Further, I think the Fingal CC website needs to be amended to fully set out what the Council has to undertake in order to legally remove an abandoned car. I think this way, the Council could lessen the frustration of residents who often feel that the long time periods that the Council have to take in order to research the owners of these vehicles means that the Council is refusing to act.

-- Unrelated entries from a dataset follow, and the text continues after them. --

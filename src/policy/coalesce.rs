//! COALESCE: learned, coherence-aware replacement.
//!
//! Victims are chosen by asking a [HashedPerceptron] how likely each line is
//! to be reused, then biasing the vote by what evicting the line would cost
//! in coherence traffic: a Modified line needs a writeback, a widely shared
//! line needs invalidations.
//!
//! Training only happens in sampled sets:
//! - a hit rewards the features the line was inserted with;
//! - an eviction punishes the victim's features right away;
//! - a re-access of a recorded victim (a "ghost hit") rewards them again,
//!   undoing the punishment for a premature eviction.

use log::trace;

use crate::cache::*;
use crate::config::*;
use crate::feature::FeatureTuple;
use crate::policy::*;
use crate::predictor::HashedPerceptron;
use crate::sampler::*;
use crate::CoherenceState;

/// Counters describing how the policy trained its predictor.
#[derive(Clone, Copy, Debug, Default, PartialEq, Eq)]
pub struct CoalesceStats {
    /// Positive training events caused by hits
    pub rewards: u64,

    /// Negative training events caused by evictions
    pub punishments: u64,

    /// Corrections caused by a recorded eviction being re-accessed
    pub ghost_hits: u64,

    /// Corrections caused by the ghost filter
    pub filter_hits: u64,

    /// Incoming lines that were not inserted
    pub bypasses: u64,
}

/// COALESCE policy state.
///
/// The predictor is borrowed so that the same weights can be inspected (or
/// reused) by whoever owns them once the run is over.
pub struct CoalescePolicy<'a> {
    cfg: CoalesceConfig,
    brain: &'a mut HashedPerceptron,
    sampler: Sampler,
    ghost: Option<GhostFilter>,
    pub stat: CoalesceStats,
}
impl<'a> CoalescePolicy<'a> {
    pub fn new(brain: &'a mut HashedPerceptron, cfg: &ExperimentConfig) -> Self {
        let ghost = if cfg.ghost.enabled {
            Some(GhostFilter::new(cfg.ghost))
        } else {
            None
        };
        Self {
            cfg: cfg.coalesce,
            brain,
            sampler: Sampler::new(cfg.sampler, cfg.cache.sets),
            ghost,
            stat: CoalesceStats::default(),
        }
    }

    pub fn predictor(&self) -> &HashedPerceptron { &*self.brain }

    pub fn sampler(&self) -> &Sampler { &self.sampler }

    /// Return the vote for a line including the coherence bonuses.
    pub fn adjusted_vote(&self, f: &FeatureTuple) -> i32 {
        self.brain.predict(f) + self.coherence_bonus(f)
    }

    /// Return the fixed bonus added to a line's vote for its coherence cost.
    pub fn coherence_bonus(&self, f: &FeatureTuple) -> i32 {
        let mut bonus = 0;
        if f.state == CoherenceState::Modified {
            bonus += self.cfg.modified_bonus;
        }
        if f.sharers > self.cfg.sharer_threshold {
            bonus += self.cfg.sharer_bonus;
        }
        bonus
    }

    fn punish(&mut self, line: &CacheLine) {
        if !self.cfg.eager_punishment {
            return;
        }
        if self.cfg.punish_only_unused && line.used {
            return;
        }
        self.brain.train(&line.features, false);
        self.stat.punishments = self.stat.punishments.saturating_add(1);
    }
}

impl ReplacementPolicy for CoalescePolicy<'_> {
    fn name(&self) -> &'static str { "COALESCE" }

    fn on_miss(&mut self, set_idx: usize, tag: u64, features: &FeatureTuple)
        -> Admission
    {
        if let Some(evicted) = self.sampler.on_reaccess(set_idx, tag) {
            self.brain.train(&evicted, true);
            self.stat.ghost_hits = self.stat.ghost_hits.saturating_add(1);
        } else if self.ghost.as_ref().is_some_and(|g| g.contains(tag)) {
            self.brain.train(features, true);
            self.stat.filter_hits = self.stat.filter_hits.saturating_add(1);
        }

        if self.cfg.bypass_enabled {
            let vote = self.brain.predict(features);
            if vote < self.cfg.bypass_threshold {
                trace!("bypass tag {:#x} (pc {:#x}, vote {})", tag, features.pc, vote);
                self.stat.bypasses = self.stat.bypasses.saturating_add(1);
                return Admission::Bypass;
            }
        }
        Admission::Insert
    }

    fn find_victim(&mut self, set_idx: usize, set: &CacheSet,
        _incoming: &FeatureTuple) -> usize
    {
        if let Some(way) = set.first_invalid() {
            return way;
        }

        // The first way with the lowest adjusted vote
        let mut victim: Option<(usize, i32, i32)> = None;
        for (way, line) in set.lines().iter().enumerate() {
            let vote = self.brain.predict(&line.features);
            let adjusted = vote + self.coherence_bonus(&line.features);
            match victim {
                Some((_, best, _)) if best <= adjusted => {},
                _ => victim = Some((way, adjusted, vote)),
            }
        }
        let Some((way, _, vote)) = victim else {
            unreachable!("no victim in full set {}", set_idx);
        };

        let line = *set.line(way);
        if self.sampler.is_sampled(set_idx) {
            self.sampler.record_eviction(set_idx, &line, vote);
            self.punish(&line);
        }
        if let Some(ghost) = self.ghost.as_mut() {
            ghost.insert(line.tag);
        }
        way
    }

    fn update_on_hit(&mut self, set_idx: usize, _way: usize, line: &CacheLine) {
        if self.sampler.is_sampled(set_idx) {
            self.brain.train(&line.features, true);
            self.stat.rewards = self.stat.rewards.saturating_add(1);
        }
    }

    fn update_on_miss(&mut self, _set_idx: usize, _way: usize) {}
}


#[cfg(test)]
mod test {
    use super::*;

    fn cfg() -> ExperimentConfig {
        ExperimentConfig {
            cache: CacheConfig { sets: 64, ways: 4, line_bytes: 64 },
            ..ExperimentConfig::default()
        }
    }

    fn fill(set: &mut CacheSet, lines: &[(u64, FeatureTuple)]) {
        for (way, (tag, f)) in lines.iter().enumerate() {
            set.install(way, *tag, *f);
        }
    }

    #[test]
    fn modified_bonus_dominates() {
        let mut brain = HashedPerceptron::default();
        let p = CoalescePolicy::new(&mut brain, &cfg());
        let m = FeatureTuple::new(0x40, 1, CoherenceState::Modified);
        let e = FeatureTuple::new(0x40, 1, CoherenceState::Exclusive);
        let i = FeatureTuple::new(0x40, 1, CoherenceState::Invalid);
        assert!(p.adjusted_vote(&m) - p.adjusted_vote(&e) >= 60);
        assert!(p.adjusted_vote(&m) - p.adjusted_vote(&i) >= 60);
        assert_eq!(p.coherence_bonus(&FeatureTuple::new(0, 3, CoherenceState::Shared)), 30);
        assert_eq!(p.coherence_bonus(&FeatureTuple::new(0, 2, CoherenceState::Shared)), 0);
    }

    #[test]
    fn prefers_cheap_victims_and_breaks_ties_by_way() {
        let mut brain = HashedPerceptron::default();
        let mut p = CoalescePolicy::new(&mut brain, &cfg());
        let mut set = CacheSet::new(4);
        fill(&mut set, &[
            (1, FeatureTuple::new(0x10, 4, CoherenceState::Modified)),
            (2, FeatureTuple::new(0x10, 0, CoherenceState::Exclusive)),
            (3, FeatureTuple::new(0x10, 0, CoherenceState::Exclusive)),
            (4, FeatureTuple::new(0x10, 3, CoherenceState::Shared)),
        ]);
        let incoming = FeatureTuple::new(0x20, 0, CoherenceState::Exclusive);
        // Set 1 is not sampled: nothing is trained
        assert_eq!(p.find_victim(1, &set, &incoming), 1);
        assert_eq!(p.stat.punishments, 0);
        assert_eq!(p.predictor().predict(&set.line(1).features), 0);
    }

    #[test]
    fn invalid_way_short_circuits() {
        let mut brain = HashedPerceptron::default();
        let mut p = CoalescePolicy::new(&mut brain, &cfg());
        let mut set = CacheSet::new(4);
        set.install(0, 1, FeatureTuple::new(0x10, 0, CoherenceState::Exclusive));
        let incoming = FeatureTuple::new(0x20, 0, CoherenceState::Exclusive);
        assert_eq!(p.find_victim(0, &set, &incoming), 1);
        assert_eq!(p.sampler().len(0), 0);
    }

    #[test]
    fn sampled_eviction_is_recorded_and_punished() {
        let mut brain = HashedPerceptron::default();
        let mut p = CoalescePolicy::new(&mut brain, &cfg());
        let dead = FeatureTuple::new(0xBAD, 0, CoherenceState::Exclusive);
        let hot = FeatureTuple::new(0xF00D, 4, CoherenceState::Modified);
        let mut set = CacheSet::new(4);
        fill(&mut set, &[(1, hot), (2, hot), (3, dead), (4, hot)]);

        assert_eq!(p.find_victim(0, &set, &hot), 2);
        assert_eq!(p.predictor().predict(&dead), -2);
        assert_eq!(p.stat.punishments, 1);
        let rec = p.sampler().entries(0);
        assert_eq!(rec.len(), 1);
        assert_eq!(rec[0].partial_tag, 3);
        assert_eq!(rec[0].vote, 0);
    }

    #[test]
    fn punish_only_unused_spares_reused_lines() {
        let mut c = cfg();
        c.coalesce.punish_only_unused = true;
        let mut brain = HashedPerceptron::default();
        let mut p = CoalescePolicy::new(&mut brain, &c);
        let f = FeatureTuple::new(0x77, 0, CoherenceState::Exclusive);
        let mut set = CacheSet::new(4);
        fill(&mut set, &[(1, f), (2, f), (3, f), (4, f)]);
        set.mark_used(0);
        assert_eq!(p.find_victim(0, &set, &f), 0);
        assert_eq!(p.stat.punishments, 0);
        assert_eq!(p.sampler().len(0), 1);
    }

    #[test]
    fn hits_reward_insertion_features_in_sampled_sets() {
        let mut brain = HashedPerceptron::default();
        let mut p = CoalescePolicy::new(&mut brain, &cfg());
        let mut set = CacheSet::new(4);
        let f = FeatureTuple::new(0xF00D, 4, CoherenceState::Modified);
        set.install(0, 9, f);
        p.update_on_hit(1, 0, set.line(0));
        assert_eq!(p.predictor().predict(&f), 0);
        p.update_on_hit(0, 0, set.line(0));
        assert_eq!(p.predictor().predict(&f), 2);
        assert_eq!(p.stat.rewards, 1);
    }

    #[test]
    fn ghost_filter_rewards_incoming_features() {
        let mut c = cfg();
        c.ghost.enabled = true;
        let mut brain = HashedPerceptron::default();
        let mut p = CoalescePolicy::new(&mut brain, &c);
        let f = FeatureTuple::new(0x55, 0, CoherenceState::Shared);
        let mut set = CacheSet::new(4);
        fill(&mut set, &[(100, f), (101, f), (102, f), (103, f)]);
        // Set 3 is not sampled, but the filter sees every eviction
        assert_eq!(p.find_victim(3, &set, &f), 0);
        assert_eq!(p.on_miss(3, 100, &f), Admission::Insert);
        assert_eq!(p.stat.filter_hits, 1);
        assert_eq!(p.predictor().predict(&f), 2);
    }
}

Text of response from County Manager
COMHAIRLE CONTAE FHINE GALL
FINGAL COUNTY COUNCIL
Council Meeting
MONDAY 8th DECEMBER 2008
ITEM NO.7
Conditions re. removal of Abandoned Vehicles
Question Councillor D. Healy
“To ask the Manager to outline what are the conditions whereby the Council will remove abandoned cars from public places and in particular, to clarify where abandoned cars will only be removed if their tax is out of date and their number plates are missing?”
Reply
The removal of abandoned vehicles is dealt with under Section 71 of the Waste Management Act 1996. This Section makes it an offence to abandon a vehicle and empowers a local authority to remove it to storage. The period of storage if ownership details are known is two weeks and if no ownership is known it extends to four weeks. The cost of storage is intended to be recoverable from the owner. Storage of a vehicle for up to 4 weeks could add a cost of approx. €700 per vehicle to the Council’s costs with, in reality, very little chance of recovery.
The Litter Wardens spend a considerable amount of time checking ownership details, contacting owners, using notices affixed to vehicles advising owners that the vehicle is to be removed in an attempt to have the owner remove the vehicle. Legal proceedings against the Council in two cases were successful for removal and destruction of a vehicle without the owners consent.
The Road Traffic Act 1961 / 2004 gives the An Garda Síochána additional powers in relation to the removal of vehicles which are parked dangerously. It is an offence under the Traffic Acts to have a vehicle parked on a public road without tax and insurance. This is a matter for the Gardai to enforce.